THE GENERATION OF HYDROGEN-PEROXIDE BY THE UVA IRRADIATION OF HUMAN LENS PROTEINS

The water-insoluble proteins from aged human lens are known to contain protein-bound chromophores that act as UVA sensitizers. The irradiation of a sonication-solubilized, water-insoluble fraction from human lenses (55-75 years) with UVA light (1.5 kJ/cm(2), lambda > 338 nm) caused an oxygen-dependent photolysis of tryptophan, not seen when either alpha-crystallin or lysozyme were irradiated. The suggested requirement for active oxygen species was consistent with a linear increase in hydrogen peroxide formation, which was also observed. A final concentration of 55 mu M H2O2 was attained, with no H2O2 being detected in either dark-incubated controls or in irradiated samples of native proteins. The UVA-dependent H2O2 formation was increased 50% by superoxide dismutase (SOD) and abolished by catalase, arguing for the initial generation of superoxide anion. A linear photolysis of histidine and tryptophan was also seen; however, the addition of SOD or SOD and catalase had no effect on the photolytic destruction of either amino acid.
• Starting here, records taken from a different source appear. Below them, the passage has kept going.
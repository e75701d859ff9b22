//! Status model shared by runs, jobs and steps.
//!
//! Runs, jobs and steps all move through the same lifecycle:
//! `queued -> in_progress -> {completed, cancelled}`. Legal moves live in a
//! single table ([`TRANSITIONS`]) so every entity is checked the same way.
//! The string forms are part of the wire contract and must not change.

use derive_more::Display;
use serde::{Deserialize, Serialize};
use std::str::FromStr;

use crate::{Error, Result};

/// Lifecycle status of a run, job or step.
#[derive(Debug, Clone, Copy, PartialEq, Eq, Hash, Serialize, Deserialize, Display)]
#[serde(rename_all = "snake_case")]
pub enum Status {
    #[display("queued")]
    Queued,
    #[display("in_progress")]
    InProgress,
    #[display("completed")]
    Completed,
    #[display("cancelled")]
    Cancelled,
}

/// Terminal outcome of a run, job or step.
#[derive(Debug, Clone, Copy, PartialEq, Eq, Hash, Serialize, Deserialize, Display)]
#[serde(rename_all = "snake_case")]
pub enum Conclusion {
    #[display("success")]
    Success,
    #[display("failure")]
    Failure,
    #[display("cancelled")]
    Cancelled,
    #[display("skipped")]
    Skipped,
}

/// Status of a dispatch queue entry.
#[derive(Debug, Clone, Copy, PartialEq, Eq, Hash, Serialize, Deserialize, Display)]
#[serde(rename_all = "snake_case")]
pub enum QueueStatus {
    #[display("pending")]
    Pending,
    #[display("processing")]
    Processing,
    #[display("completed")]
    Completed,
    #[display("failed")]
    Failed,
}

/// Liveness of a runner.
#[derive(Debug, Clone, Copy, PartialEq, Eq, Hash, Serialize, Deserialize, Display)]
#[serde(rename_all = "snake_case")]
pub enum RunnerStatus {
    #[display("online")]
    Online,
    #[display("offline")]
    Offline,
    #[display("busy")]
    Busy,
}

/// Which kind of entity a transition applies to, for error messages.
#[derive(Debug, Clone, Copy, PartialEq, Eq, Display)]
pub enum EntityKind {
    #[display("run")]
    Run,
    #[display("job")]
    Job,
    #[display("step")]
    Step,
}

/// Every legal `(from, to)` pair. Same-status pairs allow updating other
/// fields of a non-terminal entity. Nothing leaves a terminal status.
pub const TRANSITIONS: &[(Status, Status)] = &[
    (Status::Queued, Status::Queued),
    (Status::Queued, Status::InProgress),
    (Status::Queued, Status::Completed),
    (Status::Queued, Status::Cancelled),
    (Status::InProgress, Status::InProgress),
    (Status::InProgress, Status::Completed),
    (Status::InProgress, Status::Cancelled),
];

impl Status {
    pub fn is_terminal(&self) -> bool {
        matches!(self, Status::Completed | Status::Cancelled)
    }

    /// Position in the lifecycle; terminal statuses share the last rank.
    pub fn rank(&self) -> u8 {
        match self {
            Status::Queued => 0,
            Status::InProgress => 1,
            Status::Completed | Status::Cancelled => 2,
        }
    }

    pub fn can_transition_to(&self, next: Status) -> bool {
        TRANSITIONS.contains(&(*self, next))
    }

    pub fn as_str(&self) -> &'static str {
        match self {
            Status::Queued => "queued",
            Status::InProgress => "in_progress",
            Status::Completed => "completed",
            Status::Cancelled => "cancelled",
        }
    }
}

/// Check a status write against the transition table.
pub fn check_transition(entity: EntityKind, from: Status, to: Status) -> Result<()> {
    if from.can_transition_to(to) {
        Ok(())
    } else {
        Err(Error::IllegalTransition(format!(
            "{} cannot move from {} to {}",
            entity, from, to
        )))
    }
}

impl Conclusion {
    pub fn as_str(&self) -> &'static str {
        match self {
            Conclusion::Success => "success",
            Conclusion::Failure => "failure",
            Conclusion::Cancelled => "cancelled",
            Conclusion::Skipped => "skipped",
        }
    }
}

impl QueueStatus {
    pub fn is_terminal(&self) -> bool {
        matches!(self, QueueStatus::Completed | QueueStatus::Failed)
    }

    pub fn as_str(&self) -> &'static str {
        match self {
            QueueStatus::Pending => "pending",
            QueueStatus::Processing => "processing",
            QueueStatus::Completed => "completed",
            QueueStatus::Failed => "failed",
        }
    }
}

impl RunnerStatus {
    pub fn as_str(&self) -> &'static str {
        match self {
            RunnerStatus::Online => "online",
            RunnerStatus::Offline => "offline",
            RunnerStatus::Busy => "busy",
        }
    }
}

fn unknown(what: &str, value: &str) -> Error {
    Error::InvalidInput(format!("unknown {}: {}", what, value))
}

impl FromStr for Status {
    type Err = Error;

    fn from_str(s: &str) -> Result<Self> {
        match s {
            "queued" => Ok(Status::Queued),
            "in_progress" => Ok(Status::InProgress),
            "completed" => Ok(Status::Completed),
            "cancelled" => Ok(Status::Cancelled),
            _ => Err(unknown("status", s)),
        }
    }
}

impl FromStr for Conclusion {
    type Err = Error;

    fn from_str(s: &str) -> Result<Self> {
        match s {
            "success" => Ok(Conclusion::Success),
            "failure" => Ok(Conclusion::Failure),
            "cancelled" => Ok(Conclusion::Cancelled),
            "skipped" => Ok(Conclusion::Skipped),
            _ => Err(unknown("conclusion", s)),
        }
    }
}

impl FromStr for QueueStatus {
    type Err = Error;

    fn from_str(s: &str) -> Result<Self> {
        match s {
            "pending" => Ok(QueueStatus::Pending),
            "processing" => Ok(QueueStatus::Processing),
            "completed" => Ok(QueueStatus::Completed),
            "failed" => Ok(QueueStatus::Failed),
            _ => Err(unknown("queue status", s)),
        }
    }
}

impl FromStr for RunnerStatus {
    type Err = Error;

    fn from_str(s: &str) -> Result<Self> {
        match s {
            "online" => Ok(RunnerStatus::Online),
            "offline" => Ok(RunnerStatus::Offline),
            "busy" => Ok(RunnerStatus::Busy),
            _ => Err(unknown("runner status", s)),
        }
    }
}

/// The part of a child's state that feeds its parent's rollup.
#[derive(Debug, Clone, Copy, PartialEq, Eq)]
pub struct ChildState {
    pub status: Status,
    pub conclusion: Option<Conclusion>,
    /// A failure of this child does not fail the parent
    /// (`continue_on_error` on steps and on non-required jobs).
    pub masks_failure: bool,
}

/// Status and conclusion derived for a parent.
#[derive(Debug, Clone, Copy, PartialEq, Eq, Serialize, Deserialize)]
pub struct Rollup {
    pub status: Status,
    pub conclusion: Option<Conclusion>,
}

/// Derive a parent's state from its children.
///
/// The parent is `queued` until a child starts, `in_progress` while any child
/// is non-terminal, and `completed` once every child is terminal. The
/// conclusion is `failure` if an unmasked child failed, else `cancelled` if a
/// child was cancelled, else `success`: at least one child succeeded (a masked
/// failure counts as success) or every child was skipped.
pub fn rollup<I>(children: I) -> Rollup
where
    I: IntoIterator<Item = ChildState>,
{
    let mut started = false;
    let mut all_terminal = true;
    let mut failure = false;
    let mut cancelled = false;

    for child in children {
        if child.status != Status::Queued {
            started = true;
        }
        if !child.status.is_terminal() {
            all_terminal = false;
            continue;
        }
        match (child.status, child.conclusion) {
            (Status::Cancelled, _) | (_, Some(Conclusion::Cancelled)) => cancelled = true,
            (_, Some(Conclusion::Failure)) if !child.masks_failure => failure = true,
            _ => {}
        }
    }

    if !started {
        return Rollup {
            status: Status::Queued,
            conclusion: None,
        };
    }
    if !all_terminal {
        return Rollup {
            status: Status::InProgress,
            conclusion: None,
        };
    }

    let conclusion = if failure {
        Conclusion::Failure
    } else if cancelled {
        Conclusion::Cancelled
    } else {
        Conclusion::Success
    };
    Rollup {
        status: Status::Completed,
        conclusion: Some(conclusion),
    }
}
Superoxide dismutase increased the oxidation of protein SH groups implicating H2O2, but SOD and catalase caused a decrease in SH oxidation only at later time periods. The direct addition of H2O2 to a water-insoluble sonicate supernatant fraction caused only a slight oxidation of SH groups, but this was increased four- to eight-fold when the protein was denatured in 4.0 M guanidine hydrochloride. Overall, the data suggest a UVA-dependent oxidation of protein SH groups via H2O2 generated within the large protein aggregates of the water-insoluble fraction. These data also provide a mechanism for oxidation of the sulfur-containing amino acids in vivo-a process that is known to accompany the formation of age-onset cataracts.